A differenza dei colleghi revivalisti che hanno un’idea conservatrice del rock, considerato patrimonio prezioso proveniente da un passato che si rimpiange oppure materia sonora da riproporre senza alcuna rielaborazione a beneficio di chi non l’ha mai sentita prima, White è un progressista camuffato da tradizionalista. Parrebbe interessato cioè a conservare la sostanza, non la forma delle cose. È alla costante ricerca di esperienze musicali singolari, un obiettivo che persegue con caparbietà, fino a trasformarlo in una missione suicida.
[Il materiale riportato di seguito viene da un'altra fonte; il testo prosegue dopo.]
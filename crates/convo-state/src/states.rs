//! Conversation states — Defines all possible states of the conversation
//! state machine.

use serde::{Deserialize, Serialize};

/// The possible states of the conversation state machine's lifecycle.
#[derive(Serialize, Deserialize, Clone, Debug, PartialEq, Eq)]
#[serde(rename_all = "snake_case")]
pub enum ConversationState {
    /// Waiting for `STORY_LOADED`.
    Loading,
    /// Actively draining chunks from the story.
    Processing,
    /// A message is buffered and a delay timer is armed.
    Delaying,
    /// The story flagged `_awaitingData`; waiting for `DATA_READY`.
    AwaitingData,
    /// The story has presented choices; waiting for `CHOOSE`.
    WaitingForInput,
    /// The story cannot continue and has no choices.
    Idle,
}
//! Error types surfaced at the composition boundary. Unlike the inner
//! crates, the runtime is allowed an `anyhow`-flavored catch-all for the
//! one thing that genuinely can't be made non-fatal: the host driving the
//! runtime after the story handle itself has become unusable.

use thiserror::Error;

#[derive(Error, Debug)]
pub enum RuntimeError {
    #[error("conversation transition failed: {0}")]
    Transition(#[from] convo_state::TransitionError),

    #[error("snapshot is malformed: {0}")]
    Snapshot(#[from] serde_json::Error),

    #[error("no story loaded")]
    NotLoaded,
}
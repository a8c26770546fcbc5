//! Ties a concrete `Story` implementation to the state machine, drives
//! the processing loop, and owns the single cancellable delay timer.

use std::sync::Arc;
use std::time::Duration;

use convo_state::{ConversationEvent, ConversationMachine, ConversationState, Effect, RuntimeOptions, Story};
use tokio::sync::mpsc;

use crate::bridge::{ExternalFunctionBridge, IdentityLocale};
use crate::bus::EventBus;
use crate::error::RuntimeError;
use crate::snapshot::Snapshot;

/// Owns the interpreter handle and the state machine; the one task driving
/// this struct is "the" logical event loop.
///
/// Also owns the external-function bridge. A concrete `Story`
/// implementation registers its interpreter's callbacks against the same
/// `Arc<ExternalFunctionBridge>` (via [`Self::with_bridge`]) so that
/// `request_data`/`play_sound`/`advance_day` calls made from inside the
/// interpreter surface here as real effects rather than being captured and
/// never drained.
pub struct ConversationRuntime {
    machine: ConversationMachine,
    story: Box<dyn Story + Send>,
    bus: Arc<EventBus>,
    bridge: Arc<ExternalFunctionBridge>,
}

impl ConversationRuntime {
    /// Construct a runtime that owns its own bridge, unshared with the
    /// `Story` implementation. Fine for stories that never call through
    /// the external-function bridge (including every test double in this
    /// workspace).
    pub fn new(story: Box<dyn Story + Send>, options: RuntimeOptions) -> Self {
        Self::with_bridge(
            story,
            options,
            Arc::new(ExternalFunctionBridge::new(Box::new(IdentityLocale))),
        )
    }

    /// Construct a runtime against a bridge the caller has already handed
    /// to the concrete `Story` implementation at construction time, so
    /// both sides observe the same captured state.
    pub fn with_bridge(story: Box<dyn Story + Send>, options: RuntimeOptions, bridge: Arc<ExternalFunctionBridge>) -> Self {
        ConversationRuntime {
            machine: ConversationMachine::new(options),
            story,
            bus: Arc::new(EventBus::new()),
            bridge,
        }
    }

    pub fn bus(&self) -> Arc<EventBus> {
        self.bus.clone()
    }

    pub fn bridge(&self) -> Arc<ExternalFunctionBridge> {
        self.bridge.clone()
    }

    pub fn machine(&self) -> &ConversationMachine {
        &self.machine
    }

    pub fn snapshot(&self) -> Snapshot {
        Snapshot::capture(&self.machine.context, self.story.as_ref())
    }

    /// Drain captured bridge state into effects the state machine itself
    /// never produces — the bridge lives one layer above `convo-state` and
    /// has no way to push directly into a `Vec<Effect>`.
    fn drain_bridge_effects(&mut self) -> Vec<Effect> {
        let mut effects = Vec::new();

        for sound_id in self.bridge.drain_sound_cues() {
            effects.push(Effect::AudioCue { sound_id });
        }

        if let Some(request) = self.bridge.take_pending_data_request() {
            effects.push(Effect::DataRequested {
                id: request.id,
                source: request.source,
                query: request.query,
                params: request.params,
            });
        }

        if let Some(morning) = self.bridge.take_day_advance_request() {
            let minutes_since_midnight = self
                .machine
                .context
                .time
                .current()
                .map(|t| t.minutes_since_midnight())
                .unwrap_or(0);
            self.machine.context.battery.advance_day(minutes_since_midnight);
            self.machine.context.time.roll_to_next_day(morning);
            effects.push(Effect::DayAdvanced {
                time: morning,
                day: self.machine.context.time.day(),
            });
            effects.push(Effect::BatteryChanged {
                battery: self.machine.context.battery.level(),
                is_low: self.machine.context.battery.level() <= self.machine.options.low_battery_threshold,
            });
        }

        effects
    }

    /// Emit whatever the bridge accumulated since the last drain, if
    /// anything did.
    fn flush_bridge(&mut self) {
        let effects = self.drain_bridge_effects();
        if !effects.is_empty() {
            self.bus.emit_effects(effects);
        }
    }

    /// Apply one host-originated event to the machine, emitting whatever
    /// effects it produces immediately. Does not drain the processing loop
    /// afterwards — callers drive that via [`Self::run`] or
    /// [`Self::drain`].
    fn handle_event(&mut self, event: ConversationEvent) -> Result<(), RuntimeError> {
        match event {
            ConversationEvent::StoryLoaded {
                story,
                history,
                last_read_message_id,
                deferred_messages,
            } => {
                let effects = self
                    .machine
                    .handle_story_loaded(story, history, last_read_message_id, deferred_messages);
                self.bus.emit_effects(effects);
            }
            ConversationEvent::Choose { index } => {
                let effects = self.machine.handle_choose(index, self.story.as_mut())?;
                self.bus.emit_effects(effects);
            }
            ConversationEvent::OpenChat { chat_id } => {
                let effects = self.machine.handle_open_chat(chat_id, self.story.as_mut());
                self.bus.emit_effects(effects);
            }
            ConversationEvent::CloseChat => {
                let effects = self.machine.handle_close_chat(self.story.as_mut());
                self.bus.emit_effects(effects);
            }
            ConversationEvent::CheckStory => self.machine.handle_check_story(),
            ConversationEvent::ResetGame => self.machine.handle_reset_game(),
            ConversationEvent::MarkChatNotified { chat_id } => {
                self.machine.handle_mark_chat_notified(chat_id);
            }
            ConversationEvent::DataReady { payload } => {
                let was_awaiting = *self.machine.state() == ConversationState::AwaitingData;
                let effects = self.machine.handle_data_ready(payload);
                if was_awaiting {
                    self.story.clear_awaiting_data();
                }
                self.bus.emit_effects(effects);
            }
        }
        self.flush_bridge();
        Ok(())
    }

    /// Drain the `processing` loop until the machine parks in a state that
    /// needs an external event (`waitingForInput`, `awaitingData`, `idle`)
    /// or arms a delay. Does not itself wait out the delay — call [`Self::run`]
    /// for a driver that does.
    fn drain(&mut self) -> Result<(), RuntimeError> {
        loop {
            match self.machine.state() {
                ConversationState::Loading
                | ConversationState::Delaying
                | ConversationState::WaitingForInput
                | ConversationState::AwaitingData
                | ConversationState::Idle => {
                    self.flush_bridge();
                    return Ok(());
                }
                ConversationState::Processing => {
                    let effects = self.machine.evaluate(self.story.as_mut())?;
                    self.bus.emit_effects(effects);
                    self.flush_bridge();
                }
            }
        }
    }

    /// Apply one event and drain the loop up to (but not through) the next
    /// suspension point. Use this for a host that drives the delay timer
    /// itself rather than handing this runtime an event channel.
    pub fn step(&mut self, event: ConversationEvent) -> Result<(), RuntimeError> {
        self.handle_event(event)?;
        self.drain()
    }

    /// The single-task driver loop: repeatedly drains processing,
    /// then races the `delaying` timer against the next inbound event so
    /// `OPEN_CHAT`/`CLOSE_CHAT` can pre-empt an in-flight delay. Returns when
    /// `inbox` closes.
    pub async fn run(&mut self, mut inbox: mpsc::UnboundedReceiver<ConversationEvent>) -> Result<(), RuntimeError> {
        loop {
            self.drain()?;

            if *self.machine.state() == ConversationState::Delaying {
                let delay_ms = self.machine.context.pending_delay_ms;
                tokio::select! {
                    _ = tokio::time::sleep(Duration::from_millis(delay_ms)) => {
                        let effects = self.machine.commit_delayed_message();
                        self.bus.emit_effects(effects);
                        self.flush_bridge();
                    }
                    maybe_event = inbox.recv() => {
                        match maybe_event {
                            Some(event) => self.handle_event(event)?,
                            None => return Ok(()),
                        }
                    }
                }
                continue;
            }

            match inbox.recv().await {
                Some(event) => self.handle_event(event)?,
                None => return Ok(()),
            }
        }
    }
}
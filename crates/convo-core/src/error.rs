//! Error types for the conversation core.

use thiserror::Error;

/// Errors surfaced by pure `convo-core` operations.
///
/// Per the error handling design, nothing here is fatal to a caller: these
/// are returned so the caller (the state machine, in `convo-state`) can log
/// and keep going rather than unwind.
#[derive(Error, Debug, Clone, PartialEq)]
pub enum CoreError {
    #[error("time tag rejected: {new} is before current {current}")]
    TimeNotForward { current: String, new: String },
}
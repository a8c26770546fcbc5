//! Shared content types embedded in messages: link previews and resolved
//! quote references.

use serde::{Deserialize, Serialize};

/// How a link preview should be laid out by the rendering layer.
#[derive(Debug, Clone, Copy, PartialEq, Eq, Serialize, Deserialize)]
#[serde(rename_all = "snake_case")]
pub enum LinkLayout {
    Card,
    Inline,
    Minimal,
}

impl LinkLayout {
    pub fn parse(s: &str) -> Option<Self> {
        match s {
            "card" => Some(Self::Card),
            "inline" => Some(Self::Inline),
            "minimal" => Some(Self::Minimal),
            _ => None,
        }
    }
}

impl Default for LinkLayout {
    fn default() -> Self {
        Self::Card
    }
}

/// A link preview, either embedded in a `text` message or standalone.
#[derive(Debug, Clone, PartialEq, Serialize, Deserialize)]
pub struct LinkPreview {
    pub url: String,
    #[serde(skip_serializing_if = "Option::is_none")]
    pub domain: Option<String>,
    #[serde(skip_serializing_if = "Option::is_none")]
    pub title: Option<String>,
    #[serde(skip_serializing_if = "Option::is_none")]
    pub description: Option<String>,
    #[serde(skip_serializing_if = "Option::is_none")]
    pub image: Option<String>,
    pub layout: LinkLayout,
    pub is_video: bool,
}

/// The resolved payload of a `quoteRef`, embedded into the quoting message.
///
/// Built from the referenced message's *visible* payload (text, image src,
/// audio transcript, or attachment caption) plus its original speaker.
#[derive(Debug, Clone, PartialEq, Serialize, Deserialize)]
pub struct QuotedContent {
    #[serde(skip_serializing_if = "Option::is_none")]
    pub speaker: Option<String>,
    pub content: String,
}
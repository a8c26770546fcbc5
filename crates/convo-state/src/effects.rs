//! Effects — the outputs the state machine produces for the runtime layer
//! to translate into bus emissions, minus the bus-delivery mechanism
//! itself, which lives in `convo-runtime`.

use convo_core::{ChatId, Message, Receipt, TimeOfDay};

use crate::story::Choice;

#[derive(Debug, Clone)]
pub enum Effect {
    MessageReceived {
        chat_id: ChatId,
        message: Message,
        is_current_chat: bool,
    },
    MessageSent {
        chat_id: ChatId,
        choice_index: usize,
        text: String,
    },
    NotificationShow {
        chat_id: ChatId,
        preview: String,
    },
    NotificationDismiss {
        chat_id: ChatId,
    },
    TypingStart {
        chat_id: ChatId,
        speaker: Option<String>,
    },
    TypingEnd {
        chat_id: ChatId,
    },
    ChoicesAvailable {
        choices: Vec<Choice>,
    },
    ChatOpened {
        chat_id: ChatId,
        messages: Vec<Message>,
    },
    ChatClosed,
    PresenceChanged {
        chat_id: ChatId,
        status: String,
    },
    TimeUpdated {
        time: TimeOfDay,
        day: u64,
    },
    DayAdvanced {
        time: Option<TimeOfDay>,
        day: u64,
    },
    BatteryChanged {
        battery: i64,
        is_low: bool,
    },
    DataRequested {
        id: String,
        source: String,
        query: String,
        params: serde_json::Value,
    },
    DataReceived {
        payload: serde_json::Value,
    },
    DataError {
        message: String,
    },
    AudioCue {
        sound_id: String,
    },
    ReceiptChanged {
        chat_id: ChatId,
        label: Option<String>,
        receipt: Receipt,
    },
    Ready,
}
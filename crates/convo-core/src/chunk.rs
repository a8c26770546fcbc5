//! Chunk Helpers — pure functions shared by the per-chunk step algorithm:
//! target-chat resolution, empty-text classification, and delay
//! composition. Duplicate detection lives in [`crate::message::factory`].

use std::collections::HashSet;

use crate::tags::TagMap;

/// The resolved destination of a chunk, plus whether resolution fell back
/// to the `"unknown"` sink.
#[derive(Debug, Clone, PartialEq, Eq)]
pub struct TargetChatResolution {
    pub chat_id: String,
    pub fell_back_to_unknown: bool,
}

/// Resolve the target chat for the current chunk: the `targetChat` tag
/// wins over the story's `current_chat` variable. If neither is present,
/// or the resolved id isn't in `known_chats`, the chunk routes to the
/// `"unknown"` sink chat.
///
/// `known_chats` empty means "no validation available"; treat every
/// candidate as known in that case rather than always falling back.
pub fn resolve_target_chat(
    tag_target_chat: Option<&str>,
    story_current_chat: Option<&str>,
    known_chats: &HashSet<String>,
) -> TargetChatResolution {
    let candidate = tag_target_chat.or(story_current_chat);

    match candidate {
        Some(id) if known_chats.is_empty() || known_chats.contains(id) => TargetChatResolution {
            chat_id: id.to_string(),
            fell_back_to_unknown: false,
        },
        Some(unknown_id) => {
            tracing::warn!(chat_id = unknown_id, "chunk targets an unrecognized chat, routing to unknown");
            TargetChatResolution {
                chat_id: "unknown".to_string(),
                fell_back_to_unknown: true,
            }
        }
        None => {
            tracing::warn!("chunk has no resolvable target chat, routing to unknown");
            TargetChatResolution {
                chat_id: "unknown".to_string(),
                fell_back_to_unknown: true,
            }
        }
    }
}

/// Whether a chunk's `story_start` is newly encountered this render, or
/// was already true coming in.
pub fn story_started(already_started: bool, tags: &TagMap) -> bool {
    already_started || tags.story_start()
}

/// The classification of a chunk whose text is empty.
#[derive(Debug, Clone, Copy, PartialEq, Eq)]
pub enum EmptyTextChunk {
    /// Only a `story_start` flag; no content to append.
    StoryStartOnly,
    /// Only `status:*`/`presence:*` tags; append a synthetic status message.
    StatusOnly,
    /// Only a `delay:` tag; accumulate delay, append nothing.
    DelayOnly,
    /// Nothing recognizable; skip entirely.
    NoOp,
}

/// Classify an empty-text chunk. Callers must check `text.trim().is_empty()`
/// before calling this — it does not re-derive emptiness itself.
pub fn classify_empty_text_chunk(tags: &TagMap, just_started: bool) -> EmptyTextChunk {
    if just_started && tags.is_empty_of_content() {
        return EmptyTextChunk::StoryStartOnly;
    }
    if tags.has_only_status() {
        return EmptyTextChunk::StatusOnly;
    }
    if tags.has_only_delay() {
        return EmptyTextChunk::DelayOnly;
    }
    EmptyTextChunk::NoOp
}

/// Compose the running `pendingDelay` with this chunk's captured `delay:`
/// tag.
pub fn compose_delay(pending_delay_ms: u64, captured_delay_ms: Option<u64>) -> u64 {
    pending_delay_ms + captured_delay_ms.unwrap_or(0)
}

/// Whether this message's delivery must be deferred because the
/// destination chat is in the background and has already received its
/// first notification.
pub fn is_background_and_already_notified(
    current_view_chat_id: Option<&str>,
    target_chat_id: &str,
    already_notified: bool,
) -> bool {
    let is_background = current_view_chat_id != Some(target_chat_id);
    is_background && already_notified
}

#[cfg(test)]
mod tests {
    use super::*;

    fn known(ids: &[&str]) -> HashSet<String> {
        ids.iter().map(|s| s.to_string()).collect()
    }

    #[test]
    fn tag_target_wins_over_variable() {
        let r = resolve_target_chat(Some("P"), Some("N"), &known(&["P", "N"]));
        assert_eq!(r.chat_id, "P");
        assert!(!r.fell_back_to_unknown);
    }

    #[test]
    fn falls_back_to_variable_when_no_tag() {
        let r = resolve_target_chat(None, Some("N"), &known(&["P", "N"]));
        assert_eq!(r.chat_id, "N");
    }

    #[test]
    fn unknown_id_falls_back_to_unknown_sink() {
        let r = resolve_target_chat(Some("ghost"), None, &known(&["P", "N"]));
        assert_eq!(r.chat_id, "unknown");
        assert!(r.fell_back_to_unknown);
    }

    #[test]
    fn no_candidate_falls_back_to_unknown_sink() {
        let r = resolve_target_chat(None, None, &known(&["P", "N"]));
        assert_eq!(r.chat_id, "unknown");
    }

    #[test]
    fn empty_known_set_skips_validation() {
        let r = resolve_target_chat(Some("anything"), None, &HashSet::new());
        assert_eq!(r.chat_id, "anything");
        assert!(!r.fell_back_to_unknown);
    }

    #[test]
    fn classify_story_start_only() {
        let tags = TagMap::parse(&["story_start"]);
        assert_eq!(
            classify_empty_text_chunk(&tags, true),
            EmptyTextChunk::StoryStartOnly
        );
    }

    #[test]
    fn classify_status_only() {
        let tags = TagMap::parse(&["status:battery:50"]);
        assert_eq!(
            classify_empty_text_chunk(&tags, false),
            EmptyTextChunk::StatusOnly
        );
    }

    #[test]
    fn classify_delay_only() {
        let tags = TagMap::parse(&["delay:500"]);
        assert_eq!(
            classify_empty_text_chunk(&tags, false),
            EmptyTextChunk::DelayOnly
        );
    }

    #[test]
    fn classify_no_op() {
        let tags = TagMap::parse(&[] as &[&str]);
        assert_eq!(classify_empty_text_chunk(&tags, false), EmptyTextChunk::NoOp);
    }

    #[test]
    fn delay_composes_additively() {
        assert_eq!(compose_delay(200, Some(300)), 500);
        assert_eq!(compose_delay(0, None), 0);
    }

    #[test]
    fn background_requires_both_conditions() {
        assert!(is_background_and_already_notified(Some("N"), "P", true));
        assert!(!is_background_and_already_notified(Some("P"), "P", true));
        assert!(!is_background_and_already_notified(Some("N"), "P", false));
    }
}
//! Human-readable `tracing` output for binaries/tests embedding this
//! crate. Nothing in the workspace calls this on its own — there is no
//! binary host here — it exists for hosts that want the same
//! `EnvFilter` + `fmt` setup the rest of the workspace uses.

use tracing_subscriber::{fmt, layer::SubscriberExt, util::SubscriberInitExt, EnvFilter};

/// Install a global `tracing` subscriber reading `RUST_LOG`, defaulting to
/// `info` if unset or malformed. Safe to call more than once — later calls
/// are no-ops rather than panics, since `#[tokio::test]` suites may each
/// want to opt in independently.
pub fn init_tracing() {
    let _ = tracing_subscriber::registry()
        .with(EnvFilter::try_from_default_env().unwrap_or_else(|_| EnvFilter::new("info")))
        .with(fmt::layer().with_target(true).with_thread_ids(false))
        .try_init();
}
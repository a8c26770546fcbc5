//! Runtime-tunable knobs. No file-based config loader — the core is not
//! in the business of reading config files — but the thresholds and
//! defaults the machine needs are still expressed as a struct with a
//! sane `Default`, the way `AgentLoopConfig` carries tunables without
//! owning a config parser.

#[derive(Debug, Clone)]
pub struct RuntimeOptions {
    /// Visit count above which a non-advancing path is treated as stalled.
    pub stall_visit_threshold: u32,
    /// Turn index above which a non-ending path is treated as stalled.
    pub stall_turn_threshold: u32,
    /// Delay applied to a deferred background message with no explicit
    /// `delay:` tag.
    pub default_deferred_delay_ms: u64,
    /// When set, all armed delays collapse to zero ("reduce motion").
    pub reduce_motion: bool,
    /// Battery level at or below which `battery-changed` reports `isLow`.
    pub low_battery_threshold: i64,
}

impl Default for RuntimeOptions {
    fn default() -> Self {
        RuntimeOptions {
            stall_visit_threshold: 10,
            stall_turn_threshold: 100,
            default_deferred_delay_ms: 500,
            reduce_motion: false,
            low_battery_threshold: 20,
        }
    }
}
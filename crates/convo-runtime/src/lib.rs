//! Event bus, external-function bridge, and system composition: the outer
//! layer that turns `convo-state`'s pure transitions into a running
//! conversation against a concrete story implementation.

pub mod bridge;
pub mod bus;
pub mod error;
pub mod runtime;
pub mod snapshot;
pub mod tracing_init;

pub use bridge::{DataRequest, ExternalFunctionBridge, IdentityLocale, LocaleResolver, LookaheadSafety};
pub use bus::{EventBus, RuntimeEvent};
pub use error::RuntimeError;
pub use runtime::ConversationRuntime;
pub use snapshot::Snapshot;
pub use tracing_init::init_tracing;
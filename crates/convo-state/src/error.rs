//! Error types for the conversation state machine.

use thiserror::Error;

/// Errors surfaced while handling an event or driving a chunk step.
///
/// None of these are fatal: per the error handling design, the machine
/// stays viable and the caller (the host composition layer) decides what,
/// if anything, to surface to the user.
#[derive(Error, Debug, Clone)]
pub enum TransitionError {
    #[error("event {event} is not valid in state {state:?}")]
    InvalidEvent { state: crate::states::ConversationState, event: String },

    #[error("story processing error: {0}")]
    StoryError(String),
}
Quattro anni fa ha pubblicato un disco strambo e a tratti informe chiamato Boarding House Reach, un tentativo quasi disperato di ricreare il senso di precarietà e d’irrequietezza tipico del rock sabotandone la forma classica e facendolo suonare a musicisti di area hip hop, un po’ come l’ultimo Bowie che aveva fatto suonare la sua musica a jazzisti.

Fear of the Dawn sembra un sequel meno estremo di Boarding House Reach e ci si aspetta che Entering Heaven Alive, l’album che White pubblicherà a luglio e che è nato nelle stesse session, sia più tradizionale e orientato verso folk e blues. Di Boarding House Reach rimane il bisogno di comunicare con un’intensità timbrica quasi feroce, anche se le canzoni hanno strutture più consuete. Non c’è un solo grande pezzo e del resto Jack White non è mai stato un gran melodista e men che meno un cantante dal timbro accattivante e in ogni caso sono passati 23 anni dal primo album dei White Stripes, è normale che l’ispirazione non sia sempre ai massimi livelli. Non mi stupisce che il disco sia stato accolto in modo difforme. Tra le recensioni più critiche, c’è quella del Rolling Stone americano, che spiega in sostanza che il problema con la musica sperimentale è che a volte gli esperimenti falliscono. L’Independent dice che è l’album è in pratica una lunga jam, il che va bene se è quel che rende felice White, ma per noialtri è un po’ una palla. Secondo Pitchfork, il disco è «una fusione illogica di rock-blues e prog carnascialesco» e tira fuori una delle parole più amate dalla critica musicale, la sentenza di morte artistica usata fin dai tempi del declino del prog: indulgent.

Hanno ragione loro? Jack White ha pisciato fuori dal vaso, Fear of the Dawn è caos disorganizzato e io mi sono fatto prendere dall’eccitazione del primo ascolto? O forse quel caos non è poi così disorganizzato e anche costruzioni sorprendenti, timbri originali ed eccentricità varie hanno un valore estetico e diventano sostanza in un periodo di conformismo musicale come quello stiamo vivendo nel mainstream?

Dischi di questo tipo vengono spesso liquidati con un definitivo «non ha le canzoni». Comprendo l’obiezione e probabilmente siamo tutti d’accordo sul fatto che il disco perfetto dovrebbe avere tutto, pensiero musicale e canzoni memorabili. È per questo che amiamo i Beatles, no? Ma a dispetto della sua apparente semplicità, la canzone è una funzione complessa, non può essere ridotta alla piacevolezza o alla cantabilità o ad altri parametri che ci fanno dire «ha le canzoni». Tanto più nel 2022, quando c’è un gran bisogno di gente che nel rock smuova le acque e non si limiti a rifare il passato. Tanto più dopo avere ascoltato per anni giganti scrivere e interpretare capolavori cantati con una linea melodica piatta o canzoni scritte senza guizzi, ma animate da trovate sonore strepitose. Questo penso: non esistono grandi dischi senza grandi canzoni, ma buoni dischi senza canzoni memorabili sì. Come Fear of the Dawn e la sua musica vagamente informe e matta e sfilacciata e piena di limiti, però eccitante e a suo modo importante nel 2022.